Paycheck stubs are also known as earnings statements, salary statements, and pay slips.
What Should Be Included in a Pay Stub?
A pay stub details an employee's earnings, deductions, and net pay at the end of the pay period. The numbers for this pay period and the year to date are separated into two columns.
The following are the standard components of a pay stub:
Name, SSN, and mailing address of the staff member
Data on the company you work for, including contact details
Typical Salaries for staff
Scheduled pay period dates
Income taxes paid at the federal, state, and local levels, and the employee's portion of the Medicare and Social Security taxes that are withheld or deducted at source.
Gross pay, which is the amount of money someone receives before any deductions, taxes, or contributions are made.
Medical and life insurance premiums are two examples of deductions.
Payments made by the worker, such as those made to a pension or savings plan.
Net pay, the amount of money left over after taxes, and other deductions have been taken from gross income.
Do Paychecks and Pay Stubs Mean the Same Thing?

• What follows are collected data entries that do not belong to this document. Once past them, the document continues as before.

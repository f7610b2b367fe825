// SPDX-License-Identifier: GPL-3.0-only

use crate::constants::{
    DEFAULT_OVERLAY_STEP, DEFAULT_PRINT_COMMAND, DEFAULT_PRINT_TITLE, MAX_OVERLAY_STEP,
};
use cosmic::cosmic_config::{self, CosmicConfigEntry, cosmic_config_derive::CosmicConfigEntry};
use cosmic::{Theme, theme};
use serde::{Deserialize, Serialize};
use tracing::error;

/// Application theme preference
#[derive(Clone, Copy, Debug, Default, Deserialize, Eq, PartialEq, Serialize)]
pub enum AppTheme {
    /// Follow system theme (dark or light based on system setting)
    #[default]
    System,
    /// Always use dark theme
    Dark,
    /// Always use light theme
    Light,
}

impl AppTheme {
    /// All variants, in settings dropdown order
    pub const ALL: [AppTheme; 3] = [AppTheme::System, AppTheme::Dark, AppTheme::Light];

    /// Get the COSMIC theme for this app theme preference
    pub fn theme(&self) -> Theme {
        match self {
            Self::Dark => {
                let mut theme = theme::system_dark();
                theme.theme_type.prefer_dark(Some(true));
                theme
            }
            Self::Light => {
                let mut theme = theme::system_light();
                theme.theme_type.prefer_dark(Some(false));
                theme
            }
            Self::System => theme::system_preference(),
        }
    }
}

#[derive(Debug, Clone, CosmicConfigEntry, Eq, PartialEq, Serialize, Deserialize)]
#[version = 1]
pub struct Config {
    /// Application theme preference (System, Dark, Light)
    pub app_theme: AppTheme,
    /// Last used camera device path
    pub last_camera_path: Option<String>,
    /// Folder to load filter images from (overrides the data directory lookup)
    pub filters_folder: Option<String>,
    /// Countdown before a capture, in seconds (0 captures immediately)
    pub countdown_seconds: u32,
    /// Pixels an overlay moves or grows per button press
    pub overlay_step: i32,
    /// Mirror camera preview horizontally (selfie mode)
    pub mirror_preview: bool,
    /// Command used to submit print jobs
    pub print_command: String,
    /// Title of submitted print jobs
    pub print_title: String,
}

impl Default for Config {
    fn default() -> Self {
        Self {
            app_theme: AppTheme::default(),
            last_camera_path: None,
            filters_folder: None,
            countdown_seconds: 3,
            overlay_step: DEFAULT_OVERLAY_STEP,
            mirror_preview: false,
            print_command: DEFAULT_PRINT_COMMAND.to_string(),
            print_title: DEFAULT_PRINT_TITLE.to_string(),
        }
    }
}

impl Config {
    /// Load the stored configuration for `app_id`
    ///
    /// Returns the handler used to write changes back (absent when the
    /// config store is unavailable) and the loaded values, falling back to
    /// defaults for anything that could not be read.
    pub fn load(app_id: &str) -> (Option<cosmic_config::Config>, Self) {
        match cosmic_config::Config::new(app_id, Self::VERSION) {
            Ok(handler) => {
                let config = match Self::get_entry(&handler) {
                    Ok(config) => config,
                    Err((errors, config)) => {
                        error!(?errors, "Errors loading config");
                        config
                    }
                };
                (Some(handler), config)
            }
            Err(err) => {
                error!(%err, "Failed to create config handler");
                (None, Self::default())
            }
        }
    }

    /// Overlay step clamped to `1..=MAX_OVERLAY_STEP`
    pub fn effective_overlay_step(&self) -> i32 {
        self.overlay_step.clamp(1, MAX_OVERLAY_STEP)
    }
}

A paycheck refers to the physical cheque that is issued to an employee as payment for their services. The worker can then deposit the check and get the money.
Most businesses now use direct deposit to transmit money to workers' bank accounts on payday.
An employee's pay stub is different from a paycheck or a payment. It's a little something you get with your paycheck. The employee may receive a hard copy or have access to it electronically.
When an employee receives their salary, they will also receive a pay stub detailing all deductions and contributions. There is a breakdown by pay period and a running tally for the current year.
How Do Pay Stubs Get Generated?
Pay stubs are typically generated automatically by payroll services. The information needed for a pay stub is entered into a free or paid payroll tool.
Companies used to create pay stubs by hand. Pay stubs may still be calculated and written by hand in some small businesses. This takes a lot of time and is prone to mistakes.
The pay stub generator generates a corresponding pay stub once the required information has been entered.
Smart software for business management can instantly calculate payroll and make pay stubs.
Does Law Require Pay Stubs to Be Issued by Employers?
There is no federal legislation mandating that employers in the United States provide employees with pay stubs, but several individual states do.
If your company operates in more than one state, you should contact each state's labor departments to learn the specifics of their regulations.
Regardless of whether or not your state mandates pay stubs, your employer is still required by federal law to preserve records of your hours and wages worked, and you have the right to see such documents upon request.